Source/receiver array directivity effects on marine seismic attenuation measurements

Attenuation of seismic waves, quantified by the seismic quality factor Q, holds important information for seismic interpretation, due to its sensitivity to rock and fluid properties. A recently published study of Q, based on surface seismic reflection data, used a modified spectral ratio approach (QVO), but both source and receiver responses were treated as isotropic, based on simple raypath arguments. Here, this assumption has been tested by computing apparent attenuation generated by frequency‐dependent directivity of typical marine source and receiver arrays and acquisition geometries. Synthetic wavelet spectra were computed for reflected rays, summed over the first Fresnel zone, from the base of a single interval, 50–3000 m thick and velocity 2000 m/s, overlying a 2200 m/s half‐space, and for offsets of 71–2071 m. The source and receiver geometry were those of an actual survey.

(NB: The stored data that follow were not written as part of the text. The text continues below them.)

//! Ports (Interfaces)
//!
//! Abstract interfaces that define how the bot core interacts with
//! the Jabrium API, the relevance heuristic and reply writing.
//!
//! The HTTP implementation of `JabriumApi` lives in `jabrium-client`.

mod jabrium_api;
mod relevance;
mod reply;

// Re-exports
pub use jabrium_api::*;
pub use relevance::*;
pub use reply::*;
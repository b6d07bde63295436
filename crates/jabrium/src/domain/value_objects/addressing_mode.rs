//! AddressingMode - How seen contributions are keyed for citation

use serde::{Deserialize, Serialize};
use std::fmt;
use std::str::FromStr;

use crate::domain::errors::BotError;

/// Store addressing used by the poll loop
#[derive(Debug, Clone, Copy, Serialize, Deserialize, Default, PartialEq, Eq)]
#[serde(rename_all = "kebab-case")]
pub enum AddressingMode {
    /// Latest content per sender, keyed by directory agent id
    #[default]
    PerSender,
    /// Every jab keyed by its own jab id
    PerMessage,
}

impl AddressingMode {
    pub fn as_str(&self) -> &'static str {
        match self {
            Self::PerSender => "per-sender",
            Self::PerMessage => "per-message",
        }
    }

    /// Whether the agent directory is needed to resolve store keys
    pub fn needs_directory(&self) -> bool {
        matches!(self, Self::PerSender)
    }
}

impl fmt::Display for AddressingMode {
    fn fmt(&self, f: &mut fmt::Formatter<'_>) -> fmt::Result {
        f.write_str(self.as_str())
    }
}

impl FromStr for AddressingMode {
    type Err = BotError;

    fn from_str(s: &str) -> Result<Self, Self::Err> {
        match s.trim().to_ascii_lowercase().as_str() {
            "per-sender" | "sender" => Ok(Self::PerSender),
            "per-message" | "message" => Ok(Self::PerMessage),
            other => Err(BotError::Config(format!(
                "unknown addressing mode '{}' (expected per-sender or per-message)",
                other
            ))),
        }
    }
}
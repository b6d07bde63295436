//! Jabrium Citation Bot Library
//!
//! Core types and the poll/respond loop for a bot that answers jabs on
//! Jabrium and cites earlier contributions it finds relevant.
//!
//! # Architecture
//!
//! This crate follows Hexagonal Architecture principles:
//!
//! - **Domain Layer** (`domain/`): Pure entities and errors
//!   - `entities/`: Jab, AgentDirectory, JabResponse, Registration
//!   - `value_objects/`: AddressingMode
//!   - `errors/`: BotError taxonomy
//!
//! - **Ports** (`ports/`): Abstract interfaces (traits)
//!   - `JabriumApi`: the remote Jabrium HTTP API
//!   - `RelevanceMatcher`: citation relevance scoring
//!   - `ReplyGenerator`: reply text (template by default)
//!
//! - **Services** (`services/`): Keyword matcher, seen store, reply
//!   composer and the `CitationBot` poll loop
//!
//! # Usage
//!
//! ```rust,ignore
//! use jabrium::{CitationBot, KeywordOverlapMatcher, PollConfig};
//!
//! let bot = CitationBot::new(api, KeywordOverlapMatcher::new(), PollConfig::new("agent-id"));
//! bot.run().await;
//! ```

pub mod domain;
pub mod ports;
pub mod services;

// Re-export commonly used types
pub use domain::{
    AddressingMode, AgentDirectory, AgentEntry, BotError, CitationSummary, Jab, JabResponse,
    Registration, RegistrationRequest, RespondOutcome,
};
pub use ports::{InboxEntry, JabriumApi, RelevanceMatcher, ReplyGenerator};
pub use services::{
    compose_reply, preview, truncate_chars, CitationBot, CycleReport, KeywordOverlapMatcher,
    PollConfig, SeenStore, TemplateReplies, REPLY_ECHO_CHARS,
};
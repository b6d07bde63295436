//! Services
//!
//! Citation matching, seen-contribution bookkeeping, reply composition
//! and the poll/respond loop.

pub mod citation_bot;
pub mod compose;
pub mod relevance;
pub mod seen_store;

pub use citation_bot::{CitationBot, CycleReport, PollConfig};
pub use compose::{compose_reply, preview, truncate_chars, TemplateReplies, REPLY_ECHO_CHARS};
pub use relevance::KeywordOverlapMatcher;
pub use seen_store::SeenStore;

The modelled spectra are clearly affected by directivity, most strongly because of surface ghosts. In general, the strong high‐frequency component, produced by the array design, leads to apparently negative attenuation in individual reflection events, though this is dependent on offset and target depth. For shallow targets (less than 400–500 ms two‐way traveltime (TWT) depth), apparent Q‐values as extreme as −50 to −100 were obtained. For deeper target depths, the directivity effect is far smaller. The implications of the model study were tested on real data. QVO was applied to 20 true‐spectrum‐processed CMPs, in a shallow (405–730 ms TWT) and a deeper (1000–1300 ms TWT) interval, firstly using a measured far‐field source signature (effectively isotropic), and secondly using computed directivity effects instead. Mean interval Q⁻¹‐values for the deeper interval, 0.029 ± 0.011 and 0.027 ± 0.018 for conventional and directional processing, respectively, suggested no directivity influence on attenuation estimation. For the shallow interval (despite poor spectral signal‐to‐noise ratios and hence scattered attenuation estimates), directional processing removed directivity‐generated irregularities from the spectral ratios, resulting in an improvement from Q⁻¹int = −0.036 ± 0.130 to a realistic Q⁻¹int = 0.012 ± 0.030: different at 94% confidence level. Equivalent Q‐values are: for the deeper interval, 35 and 37 for conventional and directional processing, respectively, and −28 and 86 for the shallow interval.

These results support the conclusions of the model studies, i.e. that source/receiver directivity has a negligible effect except for shallow targets (e.g. TWT depth ≤ 500 ms) imaged with conventional acquisition geometry. In such cases directivity corrections to spectra are strongly recommended.